Every entry below needs to be repeated exactly as written.

===== Supplied records

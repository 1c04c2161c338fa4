//! Signal annotation: scanning sequences for motif occurrences.
//!
//! Every motif is compiled once into an anchored pattern built from all of
//! its legal instances. A sequence is checked at each allowed start
//! position; occurrences and implant records together determine the
//! [`SignalAnnotation`] written for each signal.

use crate::base::{ReceptorSequence, SequenceType, SignalAnnotation};
use crate::errors::MotifError;
use crate::implants::position::allowed_positions_for_annotation;
use crate::implants::signal::Signal;
use rayon::prelude::*;
use regex::Regex;

#[derive(Debug, Clone)]
struct CompiledMotif {
    pattern: Regex,
}

#[derive(Debug, Clone)]
struct CompiledSignal {
    signal: Signal,
    motifs: Vec<CompiledMotif>,
}

/// Annotates sequences for a fixed set of signals.
#[derive(Debug, Clone)]
pub struct SignalAnnotator {
    sequence_type: SequenceType,
    signals: Vec<CompiledSignal>,
}

impl SignalAnnotator {
    /// Compile detection patterns for every motif of every signal.
    pub fn new(signals: &[Signal], sequence_type: SequenceType) -> Result<Self, MotifError> {
        let signals = signals
            .iter()
            .map(|signal| {
                let motifs = signal
                    .motifs
                    .iter()
                    .map(|motif| {
                        let alternatives = motif.enumerate_all(sequence_type);
                        let source = format!("^(?:{})", alternatives.join("|"));
                        Regex::new(&source)
                            .map(|pattern| CompiledMotif { pattern })
                            .map_err(|e| MotifError::Pattern {
                                motif: motif.identifier.clone(),
                                reason: e.to_string(),
                            })
                    })
                    .collect::<Result<Vec<_>, _>>()?;
                Ok(CompiledSignal {
                    signal: signal.clone(),
                    motifs,
                })
            })
            .collect::<Result<Vec<_>, MotifError>>()?;

        Ok(Self {
            sequence_type,
            signals,
        })
    }

    pub fn sequence_type(&self) -> SequenceType {
        self.sequence_type
    }

    pub fn signal_ids(&self) -> impl Iterator<Item = &str> {
        self.signals.iter().map(|s| s.signal.id.as_str())
    }

    fn allowed_mask(&self, compiled: &CompiledSignal, sequence: &ReceptorSequence, length: usize) -> Vec<bool> {
        let weights = &compiled.signal.sequence_position_weights;
        if weights.is_empty() {
            return vec![true; length];
        }
        let step = self.sequence_type.letters_per_position();
        match allowed_positions_for_annotation(length / step, sequence.metadata.region_type, weights) {
            Ok(per_position) => (0..length)
                .map(|i| per_position.get(i / step).copied().unwrap_or(false))
                .collect(),
            Err(e) => {
                log::warn!(
                    "Signal {}: cannot compute allowed positions for sequence {}: {e}",
                    compiled.signal.id,
                    sequence.sequence_id
                );
                vec![false; length]
            }
        }
    }

    fn annotate_signal(&self, compiled: &CompiledSignal, sequence: &ReceptorSequence) -> SignalAnnotation {
        let text = sequence.get_sequence(self.sequence_type);
        let length = text.len();
        let mut mask = vec![false; length];

        if compiled.signal.matches_genes(sequence) {
            let allowed = self.allowed_mask(compiled, sequence, length);
            for (start, is_allowed) in allowed.iter().enumerate() {
                if *is_allowed && compiled.motifs.iter().any(|m| m.pattern.is_match(&text[start..])) {
                    mask[start] = true;
                }
            }
        }

        for implant in sequence
            .annotation
            .implants
            .iter()
            .filter(|i| i.signal_id == compiled.signal.id)
        {
            if implant.motif_instance.is_empty() || implant.position >= length {
                log::warn!(
                    "Sequence {}: ignoring malformed implant record for signal {} at position {}",
                    sequence.sequence_id,
                    implant.signal_id,
                    implant.position
                );
                continue;
            }
            mask[implant.position] = true;
        }

        SignalAnnotation::from_mask(&mask)
    }

    /// Return the sequence with fresh annotations for every signal.
    pub fn annotate(&self, mut sequence: ReceptorSequence) -> ReceptorSequence {
        for compiled in &self.signals {
            let annotation = self.annotate_signal(compiled, &sequence);
            sequence.metadata.signals.insert(compiled.signal.id.clone(), annotation);
        }
        sequence
    }

    /// Annotate a batch in parallel, preserving order.
    pub fn annotate_all(&self, sequences: Vec<ReceptorSequence>) -> Vec<ReceptorSequence> {
        sequences.into_par_iter().map(|s| self.annotate(s)).collect()
    }
}
//! Base types for receptor sequence representation.
//!
//! This module provides sequence types and alphabets, receptor sequences
//! with their typed metadata, and paired receptors.

mod alphabet;
mod sequence;

pub use alphabet::{
    codons_for, nucleotide_index, translate, translate_codon, SequenceType, AMINO_ACIDS,
    NUCLEOTIDES,
};
pub use sequence::{
    normalize_signal_key, Chain, FrameType, ImplantAnnotation, Receptor, ReceptorSequence,
    RegionType, SequenceAnnotation, SequenceMetadata, SignalAnnotation, NO_SIGNAL,
    SIGNAL_KEY_SEPARATOR,
};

==========

◆ Answer for this exercise ◆
repository 1c04c2161c338fa4
//! Signal annotation: scanning sequences for motif occurrences.
//!
//! Every motif is compiled once into an anchored pattern built from all of
//! its legal instances. A sequence is checked at each allowed start
//! position; occurrences and implant records together determine the
//! [`SignalAnnotation`] written for each signal.

use crate::base::{ReceptorSequence, SequenceType, SignalAnnotation};
use crate::errors::MotifError;
use crate::implants::position::allowed_positions_for_annotation;
use crate::implants::signal::Signal;
use rayon::prelude::*;
use regex::Regex;

#[derive(Debug, Clone)]
struct CompiledMotif {
    pattern: Regex,
}

#[derive(Debug, Clone)]
struct CompiledSignal {
    signal: Signal,
    motifs: Vec<CompiledMotif>,
}

/// Annotates sequences for a fixed set of signals.
#[derive(Debug, Clone)]
pub struct SignalAnnotator {
    sequence_type: SequenceType,
    signals: Vec<CompiledSignal>,
}

impl SignalAnnotator {
    /// Compile detection patterns for every motif of every signal.
    pub fn new(signals: &[Signal], sequence_type: SequenceType) -> Result<Self, MotifError> {
        let signals = signals
            .iter()
            .map(|signal| {
                let motifs = signal
                    .motifs
                    .iter()
                    .map(|motif| {
                        let alternatives = motif.enumerate_all(sequence_type);
                        let source = format!("^(?:{})", alternatives.join("|"));
                        Regex::new(&source)
                            .map(|pattern| CompiledMotif { pattern })
                            .map_err(|e| MotifError::Pattern {
                                motif: motif.identifier.clone(),
                                reason: e.to_string(),
                            })
                    })
                    .collect::<Result<Vec<_>, _>>()?;
                Ok(CompiledSignal {
                    signal: signal.clone(),
                    motifs,
                })
            })
            .collect::<Result<Vec<_>, MotifError>>()?;

        Ok(Self {
            sequence_type,
            signals,
        })
    }

    pub fn sequence_type(&self) -> SequenceType {
        self.sequence_type
    }

    pub fn signal_ids(&self) -> impl Iterator<Item = &str> {
        self.signals.iter().map(|s| s.signal.id.as_str())
    }

    fn allowed_mask(&self, compiled: &CompiledSignal, sequence: &ReceptorSequence, length: usize) -> Vec<bool> {
        let weights = &compiled.signal.sequence_position_weights;
        if weights.is_empty() {
            return vec![true; length];
        }
        let step = self.sequence_type.letters_per_position();
        match allowed_positions_for_annotation(length / step, sequence.metadata.region_type, weights) {
            Ok(per_position) => (0..length)
                .map(|i| per_position.get(i / step).copied().unwrap_or(false))
                .collect(),
            Err(e) => {
                log::warn!(
                    "Signal {}: cannot compute allowed positions for sequence {}: {e}",
                    compiled.signal.id,
                    sequence.sequence_id
                );
                vec![false; length]
            }
        }
    }

    fn annotate_signal(&self, compiled: &CompiledSignal, sequence: &ReceptorSequence) -> SignalAnnotation {
        let text = sequence.get_sequence(self.sequence_type);
        let length = text.len();
        let mut mask = vec![false; length];

        if compiled.signal.matches_genes(sequence) {
            let allowed = self.allowed_mask(compiled, sequence, length);
            for (start, is_allowed) in allowed.iter().enumerate() {
                if *is_allowed && compiled.motifs.iter().any(|m| m.pattern.is_match(&text[start..])) {
                    mask[start] = true;
                }
            }
        }

        for implant in sequence
            .annotation
            .implants
            .iter()
            .filter(|i| i.signal_id == compiled.signal.id)
        {
            if implant.motif_instance.is_empty() || implant.position >= length {
                log::warn!(
                    "Sequence {}: ignoring malformed implant record for signal {} at position {}",
                    sequence.sequence_id,
                    implant.signal_id,
                    implant.position
                );
                continue;
            }
            mask[implant.position] = true;
        }

        SignalAnnotation::from_mask(&mask)
    }

    /// Return the sequence with fresh annotations for every signal.
    pub fn annotate(&self, mut sequence: ReceptorSequence) -> ReceptorSequence {
        for compiled in &self.signals {
            let annotation = self.annotate_signal(compiled, &sequence);
            sequence.metadata.signals.insert(compiled.signal.id.clone(), annotation);
        }
        sequence
    }

    /// Annotate a batch in parallel, preserving order.
    pub fn annotate_all(&self, sequences: Vec<ReceptorSequence>) -> Vec<ReceptorSequence> {
        sequences.into_par_iter().map(|s| self.annotate(s)).collect()
    }
}
//! Base types for receptor sequence representation.
//!
//! This module provides sequence types and alphabets, receptor sequences
//! with their typed metadata, and paired receptors.

mod alphabet;
mod sequence;

pub use alphabet::{
    codons_for, nucleotide_index, translate, translate_codon, SequenceType, AMINO_ACIDS,
    NUCLEOTIDES,
};
pub use sequence::{
    normalize_signal_key, Chain, FrameType, ImplantAnnotation, Receptor, ReceptorSequence,
    RegionType, SequenceAnnotation, SequenceMetadata, SignalAnnotation, NO_SIGNAL,
    SIGNAL_KEY_SEPARATOR,
};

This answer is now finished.